Repetition is a key characteristic of computational propaganda; in social media it can modify beliefs. One study posits that repetition makes topics fresh on the mind, having a similar effect on perceived significance. The illusory truth effect, which states that people will believe what is repeated to them over time, has also been suggested to bring into light that computational propaganda may be doing the same.

Other phenomena have been proposed to be at play in computational propaganda tools. One study posits the presence of the megaphone effect, the bandwagon effect, and cascades. Other studies point to the use of content that evokes emotions. Another tactic used is suggesting connection between topics by placing them in the same sentence. Incidence of trust bias, validation By intuition rather than evidence, truth bias, confirmation bias, and Cognitive dissonance are present as well. Another study points to the occurrence of negativity bias and novelty bias.

== Spread ==
Bots are used by both private and public parties and have been observed in politics and crises. Its presence has been studied across many countries, with incidence in more than 80 countries. Some studies have found bots to be effective, though another found limited impact. Similarly, algorithmic manipulation has been found to have an effect.

== Regulation ==
Some studies propose a strategy that incorporates multiple approaches towards regulation of the tools used in computational propaganda. Controlling misinformation and its usage in politics through legislation and guidelines; having platforms combat fake accounts and misleading information; and devising psychology-based intervention tactics are some of the possible measures. Information Literacy has also been proposed as an affront to these tools.

However, it has also been reported that some of these approaches have their faults. In Germany, for example, legislation efforts have encountered problems and opposition. In the case of social media, self-regulation is hard to request. These platforms' measures also may not be enough and put the power of decision on them. Information literacy has its limits as well.

== Detection ==
Computational propaganda detection can focus either on content or on accounts.

=== Detecting propaganda content ===
Propaganda content can be detected via methods such as text analysis and social network analysis. Early techniques to detect coordination involved mostly supervised models such as decision trees, random forests, support vector machines and neural networks. These just analyze accounts one by one without modeling coordination. Advanced bots and the difficulty in finding or creating datasets have hindered these detection methods. Modern detection techniques' strategies include making the model study a large group of accounts considering coordination, creating specialized algorithms for it, and building unsupervised and semi-supervised models.
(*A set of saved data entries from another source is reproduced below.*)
//! Events delivered to probe consumers.

use serde::Serialize;
use std::fmt;
use std::sync::Arc;
use std::time::Duration;

use midiprobe_core::{AnnotatedMessage, DecodeError, TimestampedMessage};

/// Identifies an input stream for the lifetime of its [`Probe`](crate::Probe).
#[derive(Debug, Clone, Copy, PartialEq, Eq, PartialOrd, Ord, Hash, Serialize)]
pub struct StreamId(pub(crate) u64);

impl StreamId {
    pub fn as_u64(self) -> u64 {
        self.0
    }
}

impl fmt::Display for StreamId {
    fn fmt(&self, f: &mut fmt::Formatter<'_>) -> fmt::Result {
        write!(f, "#{}", self.0)
    }
}

#[derive(Debug, Clone, PartialEq, Serialize)]
pub enum ProbeEventKind {
    Message(TimestampedMessage<AnnotatedMessage>),
    Error {
        error: DecodeError,
        system_time: Duration,
        hardware_time: Option<Duration>,
    },
}

#[derive(Debug, Clone, PartialEq, Serialize)]
pub struct ProbeEvent {
    pub stream: StreamId,
    /// Name the stream was opened with.
    pub source: Arc<str>,
    pub kind: ProbeEventKind,
}

impl ProbeEvent {
    pub fn message(&self) -> Option<&TimestampedMessage<AnnotatedMessage>> {
        match &self.kind {
            ProbeEventKind::Message(msg) => Some(msg),
            ProbeEventKind::Error { .. } => None,
        }
    }

    pub fn error(&self) -> Option<&DecodeError> {
        match &self.kind {
            ProbeEventKind::Error { error, .. } => Some(error),
            ProbeEventKind::Message(_) => None,
        }
    }

    pub fn system_time(&self) -> Duration {
        match &self.kind {
            ProbeEventKind::Message(msg) => msg.system_time,
            ProbeEventKind::Error { system_time, .. } => *system_time,
        }
    }

    pub fn is_error(&self) -> bool {
        matches!(self.kind, ProbeEventKind::Error { .. })
    }
}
=== Detecting propaganda accounts ===
Detecting accounts has a variety of approaches: they either seek to find the author of a piece, use statistical methods, analyze a mix of both text and data beyond it such as account characteristics, or scan user activity tendencies. This second focus also has a Social Network Analysis approach, with a technique that looks at time elements on campaigns alongside features of detected groups.

=== Limitations ===
Detection techniques are not without their issues. One of them is that actors evolve their coordination techniques and can operate in the time it takes for detection methods to be created, requiring real-time approaches. Other challenges detection faces are that techniques have yet to adapt to different media formats, should integrate explainability, could inform the how and why of a propagandistic document or user, and may face increasingly difficult to detect content and may further be automatized. It is also presented with a lack of datasets, and creating them can involve sensitive user data that requires extensive work to protect them.